Fuimos de los que formulamos serias críticas al Tribunal Supremo Electoral por no amarrarse los pantalones para impedir que los partidos se saltaran las trancas iniciando su campaña antes de tiempo y sus vacilaciones nos provocaron preocupaciones que expresamos en más de una oportunidad. Teníamos sinceras dudas de que el Tribunal pudiera administrar un proceso que se volvía más complejo no sólo por la fecha en época lluviosa, sino que fundamentalmente por la instalación de mesas en aldeas con la intención de acercar el centro de recepción de votos al votante.
Hoy, luego de la culminación de la primera parte del proceso, tenemos que admitir nuestro equivocado prejuicio y reconocer que el Tribunal Supremo Electoral supo actuar a la altura de las circunstancias, dando ejemplo de eficiencia en un país en el que las instituciones están carcomidas por la ineptitud y el fracaso.

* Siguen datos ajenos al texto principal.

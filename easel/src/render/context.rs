use std::sync::Arc;

use log::{debug, warn};
use winit::window::Window;

use super::capture::{self, Capture};
use super::frame::{Frame, FrameAttachments};
use super::renderer::{Renderer, TargetInfo};
use crate::error::{FrameError, SurfaceError};
use crate::runtime::pacer::FrameTarget;
use crate::surface::SurfaceTarget;
use crate::surface::factory::{
    GpuContext, OffscreenDrawable, create_offscreen_drawable,
};
use crate::surface::geometry::Resize;

pub enum RenderTarget {
    Window {
        window: Arc<Window>,
        surface: wgpu::Surface<'static>,
        config: wgpu::SurfaceConfiguration,
    },
    Offscreen(OffscreenDrawable),
}

impl RenderTarget {
    fn format(&self) -> wgpu::TextureFormat {
        match self {
            RenderTarget::Window { config, .. } => config.format,
            RenderTarget::Offscreen(drawable) => drawable.format,
        }
    }

    fn size(&self) -> [u32; 2] {
        match self {
            RenderTarget::Window { config, .. } => {
                [config.width, config.height]
            }
            RenderTarget::Offscreen(drawable) => drawable.size,
        }
    }
}

/// The context-owning half of a GPU surface: device, render target and the
/// renderer bound to them. Lives on whichever thread currently owns the
/// context, which is the pacer thread while animating.
pub struct RenderContext<R: Renderer> {
    gpu: GpuContext,
    target: RenderTarget,
    renderer: R,
    info: TargetInfo,
    msaa: Option<wgpu::Texture>,
    depth: Option<wgpu::Texture>,
    frames: u64,
}

impl<R: Renderer> RenderContext<R> {
    /// Binds `renderer` to the context before returning, so pipelines and
    /// capability queries are ready before the first frame.
    pub fn new(
        gpu: GpuContext,
        target: RenderTarget,
        mut renderer: R,
        logical: [u32; 2],
        scale: f64,
    ) -> Result<Self, SurfaceError> {
        let format = target.format();
        let info = TargetInfo {
            format,
            depth_format: gpu.depth_format(),
            sample_count: gpu.sample_count(format),
            logical,
            physical: target.size(),
            scale,
        };

        renderer
            .bind_to_context(&gpu, &info)
            .map_err(SurfaceError::Context)?;

        let mut context = Self {
            gpu,
            target,
            renderer,
            info,
            msaa: None,
            depth: None,
            frames: 0,
        };
        context.rebuild_attachments();

        debug!(
            "render context ready: {:?} {}x{} with {} sample(s)",
            info.format, info.physical[0], info.physical[1], info.sample_count
        );

        Ok(context)
    }

    pub fn gpu(&self) -> &GpuContext {
        &self.gpu
    }

    pub fn renderer(&self) -> &R {
        &self.renderer
    }

    pub fn renderer_mut(&mut self) -> &mut R {
        &mut self.renderer
    }

    pub fn target_info(&self) -> TargetInfo {
        self.info
    }

    pub fn frame_count(&self) -> u64 {
        self.frames
    }

    pub fn window(&self) -> Option<&Arc<Window>> {
        match &self.target {
            RenderTarget::Window { window, .. } => Some(window),
            RenderTarget::Offscreen(_) => None,
        }
    }

    /// Resizes the backing buffer and informs the renderer. Runs on the
    /// context-owning thread so no frame sees a partial resize.
    pub fn resize(&mut self, resize: &Resize) {
        let physical = resize.physical;

        match &mut self.target {
            RenderTarget::Window {
                surface, config, ..
            } => {
                config.width = physical[0].max(1);
                config.height = physical[1].max(1);
                surface.configure(self.gpu.device.as_ref(), config);
            }
            RenderTarget::Offscreen(drawable) => {
                *drawable = create_offscreen_drawable(
                    self.gpu.device.as_ref(),
                    physical[0],
                    physical[1],
                );
            }
        }

        self.info.logical = resize.logical;
        self.info.physical = self.target.size();
        self.info.scale = resize.scale;
        self.rebuild_attachments();
        self.renderer.set_size(&self.info);
    }

    /// Rebuilds the capability descriptor for a new smoothing level and
    /// rebinds the renderer when the effective sample count changes.
    /// Returns the sample count now in use. If the renderer rejects the new
    /// level, the previous profile and attachments stay in effect.
    pub fn set_smooth(&mut self, smooth: u32) -> Result<u32, String> {
        let previous = self.gpu.profile.clone();
        self.gpu.set_profile(previous.with_smoothing(smooth));

        let samples = self.gpu.sample_count(self.info.format);
        if samples == self.info.sample_count {
            return Ok(samples);
        }

        let info = TargetInfo {
            sample_count: samples,
            ..self.info
        };
        if let Err(err) = self.renderer.bind_to_context(&self.gpu, &info) {
            self.gpu.set_profile(previous);
            if let Err(again) =
                self.renderer.bind_to_context(&self.gpu, &self.info)
            {
                warn!("renderer could not rebind after smooth(): {}", again);
            }
            return Err(err);
        }

        self.info = info;
        self.rebuild_attachments();
        debug!("sample count changed to {}", samples);
        Ok(samples)
    }

    /// Reads back the offscreen drawable.
    pub fn read_pixels(&self) -> Result<Capture, String> {
        match &self.target {
            RenderTarget::Offscreen(drawable) => capture::read_texture(
                self.gpu.device.as_ref(),
                self.gpu.queue.as_ref(),
                &drawable.texture,
            ),
            RenderTarget::Window { .. } => {
                Err("pixel readback is only available offscreen".to_string())
            }
        }
    }

    fn rebuild_attachments(&mut self) {
        let [width, height] = self.info.physical;
        let size = wgpu::Extent3d {
            width: width.max(1),
            height: height.max(1),
            depth_or_array_layers: 1,
        };
        let samples = self.info.sample_count;
        let device = self.gpu.device.as_ref();

        self.msaa = (samples > 1).then(|| {
            device.create_texture(&wgpu::TextureDescriptor {
                label: Some("easel-msaa-color"),
                size,
                mip_level_count: 1,
                sample_count: samples,
                dimension: wgpu::TextureDimension::D2,
                format: self.info.format,
                usage: wgpu::TextureUsages::RENDER_ATTACHMENT,
                view_formats: &[],
            })
        });

        self.depth = self.info.depth_format.map(|format| {
            device.create_texture(&wgpu::TextureDescriptor {
                label: Some("easel-depth-stencil"),
                size,
                mip_level_count: 1,
                sample_count: samples,
                dimension: wgpu::TextureDimension::D2,
                format,
                usage: wgpu::TextureUsages::RENDER_ATTACHMENT,
                view_formats: &[],
            })
        });
    }

    fn render_frame(&mut self) -> Result<(), FrameError> {
        if self.renderer.exit_requested() {
            return Err(FrameError::Shutdown);
        }

        let (output, view) = match &self.target {
            RenderTarget::Window {
                surface, config, ..
            } => match surface.get_current_texture() {
                Ok(output) => {
                    let view = output
                        .texture
                        .create_view(&wgpu::TextureViewDescriptor::default());
                    (Some(output), view)
                }
                Err(
                    wgpu::SurfaceError::Lost | wgpu::SurfaceError::Outdated,
                ) => {
                    surface.configure(self.gpu.device.as_ref(), config);
                    return Ok(());
                }
                Err(wgpu::SurfaceError::Timeout) => {
                    warn!("timed out acquiring frame, skipping");
                    return Ok(());
                }
                Err(err) => {
                    return Err(FrameError::Failed(format!(
                        "failed to acquire frame: {}",
                        err
                    )));
                }
            },
            RenderTarget::Offscreen(drawable) => (
                None,
                drawable
                    .texture
                    .create_view(&wgpu::TextureViewDescriptor::default()),
            ),
        };

        let depth_view = self.depth.as_ref().map(|depth| {
            depth.create_view(&wgpu::TextureViewDescriptor::default())
        });
        let attachments = match self.msaa.as_ref() {
            Some(msaa) => FrameAttachments {
                color_view: msaa
                    .create_view(&wgpu::TextureViewDescriptor::default()),
                resolve_view: Some(view),
                depth_view,
            },
            None => FrameAttachments {
                color_view: view,
                resolve_view: None,
                depth_view,
            },
        };

        let mut frame = Frame::new(
            self.gpu.device.as_ref(),
            self.gpu.queue.clone(),
            attachments,
            output,
            self.info,
            self.frames,
        );

        self.renderer
            .draw_frame(&mut frame)
            .map_err(FrameError::Failed)?;
        frame.submit();
        self.frames += 1;

        Ok(())
    }
}

impl<R: Renderer> SurfaceTarget for RenderContext<R> {
    fn resize(&mut self, resize: &Resize) {
        RenderContext::resize(self, resize);
    }
}

impl<R: Renderer> FrameTarget for RenderContext<R> {
    fn produce_frame(&mut self) -> Result<(), FrameError> {
        self.render_frame()
    }
}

Es estimulante ver que en materia de manejo de las elecciones, el Tribunal Supremo Electoral ha actuado con diligencia, prontitud y transparencia, lo cual estimula y fortalece nuestro ejercicio político de cara a una aspiración de mayor y más cimentada democracia.
Estamos acostumbrados a que los editoriales de los medios de comunicación sean utilizados para la crítica y ello es altamente justificado en un país en donde poco funciona con eficiencia y rectitud. Y cabalmente porque se trata de un comportamiento en realidad inusual, es preciso dedicar hoy este espacio a elogiar y exaltar el trabajo no sólo de los magistrados y del personal permanente del Tribunal Supremo Electoral, sino también el de esos miles de voluntarios que hicieron posible una elección sin mácula, reconocida por los observadores internacionales.
Los problemas que se han dado son por el tema del documento de identidad y evidencian la impostergable necesidad de implementar el documento único que se planteó desde 1982, cuando se estructuró el nuevo régimen político en el Consejo de Estado. El problema no es imputable al TSE, sino que a esa inercia de inutilidad que arrastramos institucionalmente y por ello es que, ahora que está fresca la experiencia, es importante que los partidos políticos le cumplan al pueblo, legislando adecuadamente para garantizar que dentro de cuatro años, cuando volvamos a las urnas, lo hagamos con un documento confiable y no con esa cédula de hoy que es altamente vulnerable.
Pero queremos repetir nuestro reconocimiento al Tribunal Supremo Electoral porque se lo merecen y con creces, sobre todo luego de las enormes dudas expresadas por nosotros y por otros observadores, en cuanto a la capacidad que tenían para administrar efectivamente el proceso. Lo hicieron muy bien y ojalá que esa experiencia nos sirva para una segunda vuelta igualmente transparente y confiable.